▶ _Task brief_
Return all lines from the listing below in which "MockPlatformClient" appears.
........
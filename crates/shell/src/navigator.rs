use opsdesk_core::RoutePath;

use crate::routes::Route;

/// The seam to the routing layer.
///
/// Only the dispatcher calls `navigate`; everything else at most reads the
/// current path. Keeping this a trait lets tests record navigations without
/// a router.
pub trait Navigator {
    fn current_path(&self) -> RoutePath;
    fn navigate(&mut self, route: &Route);
}
use std::collections::HashSet;

use serde::{Deserialize, Serialize};

use opsdesk_core::{CompanyId, UserId};

use crate::{Permission, Role};

/// In-memory record of the authenticated user.
///
/// # Invariants
/// - `permissions` is the resolved set for `role_name` as of the last login
///   (or role refetch); the client never derives permissions locally.
/// - A single-user client holds at most one session at a time; establishing
///   a new one replaces the old wholesale.
#[derive(Debug, Clone, PartialEq, Eq, Serialize, Deserialize)]
pub struct Session {
    pub user_id: UserId,
    pub role_name: Role,
    pub permissions: HashSet<Permission>,
    pub company_id: CompanyId,
    pub company_name: String,
}

impl Session {
    /// Whether the session holds any of the given permissions.
    pub fn has_any_permission<'a>(
        &self,
        required: impl IntoIterator<Item = &'a Permission>,
    ) -> bool {
        required.into_iter().any(|p| self.permissions.contains(p))
    }
}
//! State-layer error model.

use thiserror::Error;

pub type StateResult<T> = Result<T, StateError>;

/// Failure while loading or saving client-side state.
#[derive(Debug, Error)]
pub enum StateError {
    #[error("state io failure: {0}")]
    Io(#[from] std::io::Error),

    #[error("state (de)serialization failure: {0}")]
    Serde(#[from] serde_json::Error),

    #[error("no data directory available on this platform")]
    NoDataDir,
}
//! `opsdesk-auth` — pure authorization boundary for the client shell.
//!
//! This crate is intentionally decoupled from HTTP and storage: it holds the
//! session model, route requirements, and the admission decision, all as
//! plain data and pure functions.

pub mod guard;
pub mod permissions;
pub mod requirement;
pub mod roles;
pub mod session;

pub use guard::{admit, RouteDecision};
pub use permissions::{KnownPermission, Permission};
pub use requirement::RouteRequirement;
pub use roles::Role;
pub use session::Session;
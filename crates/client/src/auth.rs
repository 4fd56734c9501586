use opsdesk_core::CompanyId;

/// Outbound interceptor state: what gets attached to every request.
///
/// The shell updates this on login/logout; the client only reads it. The
/// company id rides on its own header because the multi-tenant backend
/// filters every query by tenant.
#[derive(Debug, Clone, Default)]
pub struct RequestAuth {
    pub credential: Option<String>,
    pub company_id: Option<CompanyId>,
}

impl RequestAuth {
    pub fn anonymous() -> Self {
        Self::default()
    }

    pub fn authenticated(credential: impl Into<String>, company_id: CompanyId) -> Self {
        Self {
            credential: Some(credential.into()),
            company_id: Some(company_id),
        }
    }
}
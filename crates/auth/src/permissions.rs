use std::borrow::Cow;
use std::str::FromStr;

use serde::{Deserialize, Serialize};

/// Permission capability token (e.g. "issue:create").
///
/// Permissions stay free-form strings at the boundary (the backend mints
/// them), but [`KnownPermission`] gives a closed catalog to check against so
/// typos in client-side route tables surface in tests rather than as pages
/// that nobody can open.
#[derive(Debug, Clone, PartialEq, Eq, Hash, Serialize, Deserialize)]
#[serde(transparent)]
pub struct Permission(Cow<'static, str>);

impl Permission {
    pub fn new(name: impl Into<Cow<'static, str>>) -> Self {
        Self(name.into())
    }

    pub fn as_str(&self) -> &str {
        &self.0
    }

    /// Whether this permission is in the closed known catalog.
    pub fn is_known(&self) -> bool {
        KnownPermission::from_str(self.as_str()).is_ok()
    }
}

impl core::fmt::Display for Permission {
    fn fmt(&self, f: &mut core::fmt::Formatter<'_>) -> core::fmt::Result {
        f.write_str(&self.0)
    }
}

impl From<&'static str> for Permission {
    fn from(value: &'static str) -> Self {
        Self::new(value)
    }
}

impl From<KnownPermission> for Permission {
    fn from(value: KnownPermission) -> Self {
        Self::new(value.as_str())
    }
}

/// Closed catalog of permissions the client declares in route requirements.
#[derive(Debug, Clone, Copy, PartialEq, Eq, Hash)]
pub enum KnownPermission {
    IssueView,
    IssueCreate,
    IssueAssign,
    IssueProgress,
    InventoryView,
    InventoryManage,
    UserManage,
    RoleManage,
    DepartmentManage,
    ServiceManage,
    PaymentView,
    CompanyManage,
}

impl KnownPermission {
    pub const ALL: &'static [KnownPermission] = &[
        KnownPermission::IssueView,
        KnownPermission::IssueCreate,
        KnownPermission::IssueAssign,
        KnownPermission::IssueProgress,
        KnownPermission::InventoryView,
        KnownPermission::InventoryManage,
        KnownPermission::UserManage,
        KnownPermission::RoleManage,
        KnownPermission::DepartmentManage,
        KnownPermission::ServiceManage,
        KnownPermission::PaymentView,
        KnownPermission::CompanyManage,
    ];

    pub fn as_str(self) -> &'static str {
        match self {
            KnownPermission::IssueView => "issue:view",
            KnownPermission::IssueCreate => "issue:create",
            KnownPermission::IssueAssign => "issue:assign",
            KnownPermission::IssueProgress => "issue:progress",
            KnownPermission::InventoryView => "inventory:view",
            KnownPermission::InventoryManage => "inventory:manage",
            KnownPermission::UserManage => "user:manage",
            KnownPermission::RoleManage => "role:manage",
            KnownPermission::DepartmentManage => "department:manage",
            KnownPermission::ServiceManage => "service:manage",
            KnownPermission::PaymentView => "payment:view",
            KnownPermission::CompanyManage => "company:manage",
        }
    }
}

impl FromStr for KnownPermission {
    type Err = UnknownPermission;

    fn from_str(s: &str) -> Result<Self, Self::Err> {
        KnownPermission::ALL
            .iter()
            .copied()
            .find(|p| p.as_str() == s)
            .ok_or_else(|| UnknownPermission(s.to_string()))
    }
}

/// Error returned when a permission string is not in the closed catalog.
#[derive(Debug, Clone, PartialEq, Eq, thiserror::Error)]
#[error("unknown permission '{0}'")]
pub struct UnknownPermission(pub String);
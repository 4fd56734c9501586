use std::collections::HashSet;

use chrono::NaiveDate;
use serde::{Deserialize, Serialize};

use opsdesk_core::{CompanyId, ModuleId};

/// Subscription validity window for a company.
#[derive(Debug, Clone, Copy, PartialEq, Eq, Serialize, Deserialize)]
pub struct SubscriptionWindow {
    pub start: NaiveDate,
    pub end: NaiveDate,
}

impl SubscriptionWindow {
    /// Days the subscription has been expired as of `today` (zero if still
    /// inside the window).
    pub fn days_expired(&self, today: NaiveDate) -> i64 {
        (today - self.end).num_days().max(0)
    }
}

/// Current company's subscription state as last fetched from the backend.
///
/// Treated as a cache with no TTL: staleness is tolerated until an explicit
/// refresh or until the backend pushes a subscription 403 that forces
/// invalidation.
#[derive(Debug, Clone, PartialEq, Eq, Serialize, Deserialize)]
pub struct CompanyInfo {
    pub company_id: CompanyId,
    pub company_name: String,
    pub subscribed_modules: HashSet<ModuleId>,
    pub subscription: SubscriptionWindow,
    pub is_active: bool,
}

impl CompanyInfo {
    pub fn is_subscribed(&self, module: &ModuleId) -> bool {
        self.subscribed_modules.contains(module)
    }
}

#[cfg(test)]
mod tests {
    use super::*;

    #[test]
    fn days_expired_is_zero_inside_window() {
        let window = SubscriptionWindow {
            start: NaiveDate::from_ymd_opt(2026, 1, 1).unwrap(),
            end: NaiveDate::from_ymd_opt(2026, 12, 31).unwrap(),
        };
        let today = NaiveDate::from_ymd_opt(2026, 6, 1).unwrap();
        assert_eq!(window.days_expired(today), 0);
    }

    #[test]
    fn days_expired_counts_past_end() {
        let window = SubscriptionWindow {
            start: NaiveDate::from_ymd_opt(2025, 1, 1).unwrap(),
            end: NaiveDate::from_ymd_opt(2025, 12, 31).unwrap(),
        };
        let today = NaiveDate::from_ymd_opt(2026, 1, 10).unwrap();
        assert_eq!(window.days_expired(today), 10);
    }
}
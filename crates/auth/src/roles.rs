use std::borrow::Cow;

use serde::{Deserialize, Serialize};

/// Role name as reported by the backend (e.g. "ADMIN", "OPERATOR").
///
/// Roles are opaque strings at this layer; route requirements check
/// membership by exact name. The backend owns the role-to-permission
/// mapping and ships the resolved permission set inside the session.
#[derive(Debug, Clone, PartialEq, Eq, Hash, Serialize, Deserialize)]
#[serde(transparent)]
pub struct Role(Cow<'static, str>);

impl Role {
    pub fn new(name: impl Into<Cow<'static, str>>) -> Self {
        Self(name.into())
    }

    pub fn as_str(&self) -> &str {
        &self.0
    }
}

impl core::fmt::Display for Role {
    fn fmt(&self, f: &mut core::fmt::Formatter<'_>) -> core::fmt::Result {
        f.write_str(&self.0)
    }
}

impl From<&'static str> for Role {
    fn from(value: &'static str) -> Self {
        Self::new(value)
    }
}
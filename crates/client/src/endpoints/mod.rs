//! Typed bindings for the consumed REST endpoints.
//!
//! Shapes only: the backend's data model is its own concern. DTOs live at
//! this boundary and map to the client-domain types where one exists.

pub mod company;
pub mod issues;
pub mod resources;
pub mod session;

use serde::Deserialize;

/// Standard `{success, message}` acknowledgement for mutating endpoints.
#[derive(Debug, Clone, Deserialize)]
pub struct ApiMessage {
    pub success: bool,
    pub message: String,
}
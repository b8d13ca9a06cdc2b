//! Access to the hiking platform
//!
//! [`PlatformClient`] is everything the workers need from the platform.
//! [`HttpPlatformClient`] talks to the real site. With the `test-support`
//! feature, `MockPlatformClient` serves scripted answers for tests.

pub mod client;
#[cfg(any(test, feature = "test-support"))]
pub mod mock;
pub mod selectors;

use async_trait::async_trait;
use std::sync::Arc;

use crate::models::{Account, Event, RouteRecord, Session};
use crate::utils::error::PlatformError;

pub use client::HttpPlatformClient;
#[cfg(any(test, feature = "test-support"))]
pub use mock::MockPlatformClient;

/// Operations the workers perform against the platform
#[async_trait]
pub trait PlatformClient: Send + Sync {
    /// Log in and return a fresh session
    async fn login(&self, account: &Account) -> Result<Session, PlatformError>;

    /// Recently concluded events, in the order the platform lists them
    async fn list_past_events(&self, session: &Session) -> Result<Vec<Event>, PlatformError>;

    /// Participant ids of an event, without duplicates
    async fn fetch_participant_ids(
        &self,
        session: &Session,
        event_id: i64,
    ) -> Result<Vec<i64>, PlatformError>;

    /// Current rating points of a user
    async fn fetch_user_points(&self, session: &Session, user_id: i64)
        -> Result<i64, PlatformError>;

    async fn fetch_route_details(
        &self,
        session: &Session,
        route_id: i64,
    ) -> Result<RouteRecord, PlatformError>;
}

pub type SharedPlatformClient = Arc<dyn PlatformClient>;
//! End-to-end tests wiring real workers to SQLite-backed stores and a
//! scripted platform client

pub mod pipeline_test;
pub mod scheduler_test;
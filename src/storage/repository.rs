//! Repository traits decoupling workers from the storage backend
//!
//! ```text
//!   workers / credential broker / control surface
//!                      │
//!                      ▼
//!   SessionStore  AccountStore  PointGainStore  RouteStore  EventStore
//!                      │
//!            ┌─────────┴─────────┐
//!            ▼                   ▼
//!         SQLite               Mock
//! ```

use chrono::{DateTime, Utc};

use super::StorageResult;
use crate::models::{Account, EventRecord, GainRecord, GainSample, RouteRecord, Session};

/// Cached login sessions, one per username
pub trait SessionStore: Send + Sync {
    /// Session for `username` acquired at or after `not_older_than`
    fn get_cached(
        &self,
        username: &str,
        not_older_than: DateTime<Utc>,
    ) -> StorageResult<Option<Session>>;

    /// Upsert by username, replacing any previous session
    fn save(&self, session: &Session) -> StorageResult<()>;
}

/// The pool of platform accounts
pub trait AccountStore: Send + Sync {
    /// Insert, or replace the secret of an existing username
    fn create(&self, account: &Account) -> StorageResult<()>;

    fn list_usernames(&self) -> StorageResult<Vec<String>>;

    /// One account chosen uniformly at random, `None` when the pool is empty
    fn pick_random(&self) -> StorageResult<Option<Account>>;
}

/// Point-gain records keyed by (event, participant)
///
/// `points_before` is fixed at creation. `points_after` moves from null to a
/// value exactly once.
pub trait PointGainStore: Send + Sync {
    /// Insert a record; an existing (event, user) row is left untouched.
    /// Returns whether a row was inserted.
    fn create_if_absent(&self, record: &GainRecord) -> StorageResult<bool>;

    /// Set `points_after` only if it is still null. Returns whether a row changed.
    fn complete_if_pending(
        &self,
        event_id: i64,
        user_id: i64,
        points_after: i64,
    ) -> StorageResult<bool>;

    fn list_by_event_id(&self, event_id: i64) -> StorageResult<Vec<GainRecord>>;

    fn exists_for_event(&self, event_id: i64) -> StorageResult<bool> {
        Ok(!self.list_by_event_id(event_id)?.is_empty())
    }

    /// Pending records with `event_date` in `[start, end]`, oldest first
    fn list_dangling(
        &self,
        start: DateTime<Utc>,
        end: DateTime<Utc>,
    ) -> StorageResult<Vec<GainRecord>>;

    /// Completed records whose rating went up, newest first
    fn list_completed_with_gain(&self, limit: Option<usize>) -> StorageResult<Vec<GainSample>>;

    /// All records, newest event first
    fn list(&self, limit: Option<usize>, skip: usize) -> StorageResult<Vec<GainRecord>>;
}

/// Route metadata cache
pub trait RouteStore: Send + Sync {
    fn get_by_id(&self, id: i64) -> StorageResult<Option<RouteRecord>>;

    /// Insert the route, or only fill in `rating_points` if it already exists
    ///
    /// A stored row with an empty name is a placeholder and takes the
    /// descriptive fields as well.
    fn upsert_points_only(&self, route: &RouteRecord) -> StorageResult<()>;

    /// Store every field of a freshly fetched route and stamp the crawled
    /// marker. A missing `rating_points` keeps the stored one.
    fn save_crawled(&self, route: &RouteRecord, at: DateTime<Utc>) -> StorageResult<()>;

    /// Stamp the crawled marker for an id the platform does not know
    fn mark_missing(&self, id: i64, at: DateTime<Utc>) -> StorageResult<()>;

    /// Highest id of any stored route, crawled or not
    fn max_known_id(&self) -> StorageResult<Option<i64>>;

    /// `max(id) + 1` over crawled routes, `1` when none are crawled
    fn next_uncrawled_id(&self) -> StorageResult<i64>;
}

/// Events that went through ingestion
pub trait EventStore: Send + Sync {
    /// Insert unless present. Returns whether a row was inserted.
    fn save(&self, event: &EventRecord) -> StorageResult<bool>;

    fn get_by_id(&self, id: i64) -> StorageResult<Option<EventRecord>>;
}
........
▶ _Exercise response_
//! feature, `MockPlatformClient` serves scripted answers for tests.
pub use mock::MockPlatformClient;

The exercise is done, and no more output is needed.